By Willem Oosthoek All photos taken by Bob Jackson [Willem Oosthoek Collection]
The 1960 edition of the Sebring 12 Hours was scheduled to start at 10 AM Saturday, March 26. But competition actually began a day earlier. For the first time in its history, the 12-hour event featured two opening races, one for Formula Juniors on Friday morning and a 4-hour event for Under-1-liter GT entries in the afternoon.
Introduced in Italy in 1958, the Formula Junior class was a relatively new one for the U.S. and Sebring brought the first sizeable field of competitors together. The race was restricted to 30 laps over the short course of 2.2 miles. Italian cars came in the form of Stanguellini, OSCA, Moretti, Taraschi, Volpini and Isis. From England [although with U.S. owners] came a Cooper, a Lotus, a Gemini and various Elvas [mostly with two-stroke DKW engines]. Switzerland provided a trio of Peter Monteverdi-designed, DKW-powered MBMs, for Monteverdi Basel Motoren. And then there were some U.S.-built FJ backyard specials. Ever heard of a Jocko Special? Altogether 23 competitors would take the start of the race.
Hall covered the 66 miles in 44 minutes and 60 seconds, an average speed of 88.01 mph. Only ten cars finished the race:
1. Elva/DKW #8 [Jim Hall]
2. Stanguellini #21 [Eddie Crawford]
3. Lotus 18 #14 [Jay Chamberlain]
4. Elva/DKW #6 [Chuck Dietrich]
5. Stanguellini #25 [Harry Carter]
6. De Tomaso Isis #36 [Ed Hugus]
7. Stanguellini #27 [Newt Davis]
8. Stanguellini #22 [Briggs Cunningham], one lap down.

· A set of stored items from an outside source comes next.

//! Reference inventory tables.
//!
//! One table per (product, forecast-hour set) lists every message an index
//! file in that bucket carries, keyed by row number. Tables are YAML files
//! named `{product}__{forecast_hour_set}.yaml` (optionally gzip-compressed as
//! `.yaml.gz`) under `{CONFIG_DIR}/inventories/`.

use std::collections::{BTreeMap, HashMap};
use std::fs;
use std::io::Read;
use std::path::{Path, PathBuf};

use flate2::read::GzDecoder;
use hrrr_common::{ForecastHourSet, HrrrError, HrrrResult, Product};
use serde::{Deserialize, Serialize};
use tracing::{debug, error, info};

use crate::forecast_valid::ForecastValid;
use crate::idx::IndexRecord;

/// One row of a reference inventory.
#[derive(Debug, Clone, PartialEq, Eq, Serialize, Deserialize)]
pub struct Variable {
    pub row_number: u32,
    /// Vertical level, e.g. `2 m above ground`
    pub level_layer: String,
    /// GRIB parameter short name, e.g. `TMP`
    pub parameter: String,
    /// Forecast-valid pattern phrased for the table's reference forecast hour
    pub forecast_valid: String,
    #[serde(default)]
    pub description: String,
}

/// Reference table for one (product, forecast-hour set) bucket.
#[derive(Debug, Clone, PartialEq, Serialize, Deserialize)]
pub struct ReferenceInventory {
    pub product: Product,
    pub forecast_hour_set: ForecastHourSet,
    /// Forecast hour of the index the table was generated from
    pub reference_forecast_hour: u32,
    pub variables: Vec<Variable>,
}

impl ReferenceInventory {
    /// File stem used for this table, e.g. `sfc__fh02-48`.
    pub fn table_name(product: Product, forecast_hour_set: ForecastHourSet) -> String {
        format!("{}__{}", product, forecast_hour_set)
    }

    pub fn name(&self) -> String {
        Self::table_name(self.product, self.forecast_hour_set)
    }

    /// Look up a row by its 1-based row number.
    pub fn variable(&self, row_number: u32) -> Option<&Variable> {
        self.variables
            .binary_search_by_key(&row_number, |v| v.row_number)
            .ok()
            .map(|i| &self.variables[i])
    }

    pub fn len(&self) -> usize {
        self.variables.len()
    }

    pub fn is_empty(&self) -> bool {
        self.variables.is_empty()
    }

    /// Check the table is usable for assembly.
    ///
    /// Rows must be non-empty and strictly ascending, the reference forecast
    /// hour must fall in the table's bucket, and every forecast-valid pattern
    /// must be recognized.
    pub fn validate(&self) -> HrrrResult<()> {
        let name = self.name();
        if self.variables.is_empty() {
            return Err(HrrrError::InvalidConfig(format!(
                "reference inventory {} has no variables",
                name
            )));
        }
        if !self.product.forecast_hour_sets().contains(&self.forecast_hour_set) {
            return Err(HrrrError::InvalidConfig(format!(
                "{} is not a forecast hour set of product {}",
                self.forecast_hour_set, self.product
            )));
        }
        if !self.forecast_hour_set.contains(self.reference_forecast_hour) {
            return Err(HrrrError::InvalidConfig(format!(
                "reference forecast hour {} of {} is outside {}",
                self.reference_forecast_hour, name, self.forecast_hour_set
            )));
        }
        for pair in self.variables.windows(2) {
            if pair[1].row_number <= pair[0].row_number {
                return Err(HrrrError::InvalidConfig(format!(
                    "rows of {} must be unique and ascending (row {} follows row {})",
                    name, pair[1].row_number, pair[0].row_number
                )));
            }
        }
        for variable in &self.variables {
            ForecastValid::parse(&variable.forecast_valid).map_err(|e| {
                HrrrError::InvalidConfig(format!("{} row {}: {}", name, variable.row_number, e))
            })?;
        }
        Ok(())
    }

    /// Parse a YAML table body and validate it.
    pub fn from_yaml(yaml: &str) -> HrrrResult<Self> {
        let inventory: ReferenceInventory = serde_yaml::from_str(yaml)
            .map_err(|e| HrrrError::InvalidConfig(format!("invalid inventory YAML: {}", e)))?;
        inventory.validate()?;
        Ok(inventory)
    }

    pub fn to_yaml(&self) -> HrrrResult<String> {
        serde_yaml::to_string(self)
            .map_err(|e| HrrrError::InvalidConfig(format!("cannot serialize {}: {}", self.name(), e)))
    }

    /// Read a table from a `.yaml` or `.yaml.gz` file.
    pub fn load(path: &Path) -> HrrrResult<Self> {
        let bytes = fs::read(path)?;
        let yaml = if path.extension().is_some_and(|ext| ext == "gz") {
            let mut decoded = String::new();
            GzDecoder::new(bytes.as_slice())
                .read_to_string(&mut decoded)
                .map_err(|e| HrrrError::InvalidConfig(format!("cannot decompress {:?}: {}", path, e)))?;
            decoded
        } else {
            String::from_utf8(bytes)
                .map_err(|e| HrrrError::InvalidConfig(format!("{:?} is not UTF-8: {}", path, e)))?
        };
        Self::from_yaml(&yaml).map_err(|e| match e {
            HrrrError::InvalidConfig(msg) => HrrrError::InvalidConfig(format!("{:?}: {}", path, msg)),
            other => other,
        })
    }

    /// Build a table from a parsed index.
    ///
    /// Descriptions are carried over from `previous` for rows whose parameter
    /// and level both match an existing row.
    pub fn from_index_records(
        product: Product,
        forecast_hour_set: ForecastHourSet,
        reference_forecast_hour: u32,
        records: &[IndexRecord],
        previous: Option<&ReferenceInventory>,
    ) -> Self {
        let known: HashMap<(&str, &str), &str> = previous
            .map(|prev| {
                prev.variables
                    .iter()
                    .map(|v| {
                        (
                            (v.parameter.as_str(), v.level_layer.as_str()),
                            v.description.as_str(),
                        )
                    })
                    .collect()
            })
            .unwrap_or_default();

        let variables = records
            .iter()
            .map(|record| Variable {
                row_number: record.row_number,
                level_layer: record.level.clone(),
                parameter: record.variable.clone(),
                forecast_valid: record.forecast_time.clone(),
                description: known
                    .get(&(record.variable.as_str(), record.level.as_str()))
                    .map(|d| d.to_string())
                    .unwrap_or_default(),
            })
            .collect();

        Self {
            product,
            forecast_hour_set,
            reference_forecast_hour,
            variables,
        }
    }
}

/// Path of an existing table for a bucket, preferring plain YAML over gzip.
pub fn table_path(dir: &Path, product: Product, forecast_hour_set: ForecastHourSet) -> Option<PathBuf> {
    let stem = ReferenceInventory::table_name(product, forecast_hour_set);
    [format!("{}.yaml", stem), format!("{}.yaml.gz", stem)]
        .into_iter()
        .map(|file| dir.join(file))
        .find(|path| path.is_file())
}

/// Every reference table, loaded up front.
#[derive(Debug, Clone, Default)]
pub struct InventoryCatalog {
    tables: BTreeMap<(Product, ForecastHourSet), ReferenceInventory>,
}

impl InventoryCatalog {
    /// Load a table for every (product, forecast-hour set) bucket from `dir`.
    ///
    /// A missing or invalid table is an error. Callers should treat errors
    /// as fatal startup errors.
    pub fn load(dir: &Path) -> HrrrResult<Self> {
        let mut catalog = Self::default();
        for product in Product::all() {
            for set in product.forecast_hour_sets() {
                let Some(path) = table_path(dir, *product, *set) else {
                    error!(
                        product = %product,
                        forecast_hour_set = %set,
                        dir = ?dir,
                        "CRITICAL: Reference inventory not found. Items cannot be built."
                    );
                    return Err(HrrrError::InvalidConfig(format!(
                        "reference inventory {} not found in {:?}",
                        ReferenceInventory::table_name(*product, *set),
                        dir
                    )));
                };

                let table = ReferenceInventory::load(&path).map_err(|e| {
                    error!(
                        path = ?path,
                        error = %e,
                        "CRITICAL: Failed to load reference inventory."
                    );
                    e
                })?;

                if table.product != *product || table.forecast_hour_set != *set {
                    return Err(HrrrError::InvalidConfig(format!(
                        "{:?} declares {} but is named for {}",
                        path,
                        table.name(),
                        ReferenceInventory::table_name(*product, *set)
                    )));
                }

                debug!(table = %table.name(), rows = table.len(), "Loaded reference inventory");
                catalog.insert(table);
            }
        }
        info!(tables = catalog.len(), dir = ?dir, "Reference inventories loaded");
        Ok(catalog)
    }

    /// Add or replace a table.
    pub fn insert(&mut self, table: ReferenceInventory) {
        self.tables
            .insert((table.product, table.forecast_hour_set), table);
    }

    pub fn get(&self, product: Product, forecast_hour_set: ForecastHourSet) -> Option<&ReferenceInventory> {
        self.tables.get(&(product, forecast_hour_set))
    }

    /// Like [`get`](Self::get), but a missing table is an error.
    pub fn require(
        &self,
        product: Product,
        forecast_hour_set: ForecastHourSet,
    ) -> HrrrResult<&ReferenceInventory> {
        self.get(product, forecast_hour_set).ok_or_else(|| {
            HrrrError::InvalidConfig(format!(
                "no reference inventory loaded for {}",
                ReferenceInventory::table_name(product, forecast_hour_set)
            ))
        })
    }

    pub fn len(&self) -> usize {
        self.tables.len()
    }

    pub fn is_empty(&self) -> bool {
        self.tables.is_empty()
    }
}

9. Jocko Special #51 [Jim Haynes], three laps down
10. MBM #32 [Alex Ratelle], 14 laps down
Among the retirements was Chuck Hall’s Stanguellini. On lap 23 Walt Hansgen recorded the fastest lap in the Cunningham Cooper #19, going around in 87.86 seconds [90.97 mph].
Dick vK says
Terrific article once again, of course, by Willem. Amazing that the under 1 liter engines would survive those races. Willem writes as if he was actually there! Great job !
Max says
Interesting Isis images. The car was the Cooper raced by de Tomaso at the 1959 US GP fitted for FJ with a small Fiat engine.
Willem Oosthoek says
A smart case of recycling. Bob Schroeder told me once that when he visited the De Tomaso “manufacturing shop” with John Mecom in early 1962, it was essentially a two-car garage. Mecom bought three open wheelers and a sportsracer, most of them proved not reliable when raced in the U.S. But that money infusion helped him on his way.